From the departments of dermatology (Drs. Kumar and Solomon) and biological chemistry (Dr. Kumar), The Abraham Lincoln School, College of Medicine of the University of Illinois, Chicago.

Arch Dermatol. 1972;106(1):101-107. doi:10.1001/archderm.1972.01620100083025
Abstract

Prostaglandins are present in numerous mammalian tissues and have widespread biological actions. Fourteen members of four series (E, F, A, and B) have been identified. The E and, to a lesser degree, the F compounds are dilators of the cutaneous vasculature with long-lasting (up to ten hours) responses.
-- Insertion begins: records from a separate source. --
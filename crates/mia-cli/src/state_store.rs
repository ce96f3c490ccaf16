use std::fs;
use std::path::Path;

use crate::{
    map_cli_state_invalid, map_cli_state_read, map_cli_state_write, CliError, PlayerState,
    PLAYER_STATE_SCHEMA,
};

pub(crate) fn save_player_state(path: &Path, state: &PlayerState) -> Result<(), CliError> {
    let parent = match path.parent() {
        Some(parent) if !parent.as_os_str().is_empty() => parent,
        _ => Path::new("."),
    };
    fs::create_dir_all(parent).map_err(map_cli_state_write)?;

    let payload = serde_json::to_string_pretty(state).expect("player state should serialize");
    fs::write(path, payload).map_err(map_cli_state_write)
}

pub(crate) fn load_player_state(path: &Path) -> Result<PlayerState, CliError> {
    if !path.exists() {
        return Err(CliError::new(
            "CLI_STATE_NOT_FOUND",
            format!("State file does not exist: {}", path.display()),
        ));
    }

    let raw = fs::read_to_string(path).map_err(map_cli_state_read)?;
    let state: PlayerState = serde_json::from_str(&raw).map_err(map_cli_state_invalid)?;

    if state.schema_version != PLAYER_STATE_SCHEMA {
        return Err(CliError::new(
            "CLI_STATE_SCHEMA",
            format!("Unsupported player state schema: {}", state.schema_version),
        ));
    }
    if state.session.script_version_id != state.script_ref {
        return Err(CliError::new(
            "CLI_STATE_SCHEMA",
            format!(
                "State session belongs to \"{}\", not \"{}\".",
                state.session.script_version_id, state.script_ref
            ),
        ));
    }

    Ok(state)
}

#[cfg(test)]
mod state_store_tests {
    use super::*;
    use mia_core::ParticipantSession;
    use std::time::{SystemTime, UNIX_EPOCH};

    fn temp_path(label: &str) -> std::path::PathBuf {
        let nanos = SystemTime::now()
            .duration_since(UNIX_EPOCH)
            .expect("clock should be after epoch")
            .as_nanos();
        std::env::temp_dir()
            .join(format!("mia-cli-state-{}-{}", label, nanos))
            .join("state.json")
    }

    fn state(schema: &str) -> PlayerState {
        PlayerState {
            schema_version: schema.to_string(),
            script_ref: "script-file:/tmp/consent.json".to_string(),
            session: ParticipantSession {
                participant_id: "p1".to_string(),
                script_version_id: "script-file:/tmp/consent.json".to_string(),
                current_node_id: "ask".to_string(),
                response_history: Vec::new(),
                consent_complete: false,
                follow_ups: Vec::new(),
                revision: 0,
            },
        }
    }

    #[test]
    fn save_then_load_player_state() {
        let path = temp_path("roundtrip");
        let saved = state(PLAYER_STATE_SCHEMA);
        save_player_state(&path, &saved).expect("save should pass");
        let loaded = load_player_state(&path).expect("load should pass");
        assert_eq!(loaded, saved);
    }

    #[test]
    fn load_player_state_rejects_missing_and_foreign_files() {
        let missing = load_player_state(&temp_path("missing")).expect_err("missing should fail");
        assert_eq!(missing.code(), "CLI_STATE_NOT_FOUND");

        let path = temp_path("schema");
        save_player_state(&path, &state("player-state.v3")).expect("save should pass");
        let schema = load_player_state(&path).expect_err("old schema should fail");
        assert_eq!(schema.code(), "CLI_STATE_SCHEMA");

        fs::write(&path, "{").expect("write garbage");
        let invalid = load_player_state(&path).expect_err("garbage should fail");
        assert_eq!(invalid.code(), "CLI_STATE_INVALID");
    }
}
They may play a role in cutaneous inflammation, both by releasing histamine and independent of histamine, and have been isolated from perfusates of contact dermatitis and ultraviolet light-induced inflammation. Prostaglandins are inhibitors of gastric secretion, lipolysis, and platelet aggregation, and are also implicated in nerve transmission, human reproduction, muscular contractility, and ion and water transport. Many of their effects seem to be mediated via the adenyl cyclase-cyclic adenosine monophosphate system. Whether they function as hormonal regulators is still not resolved.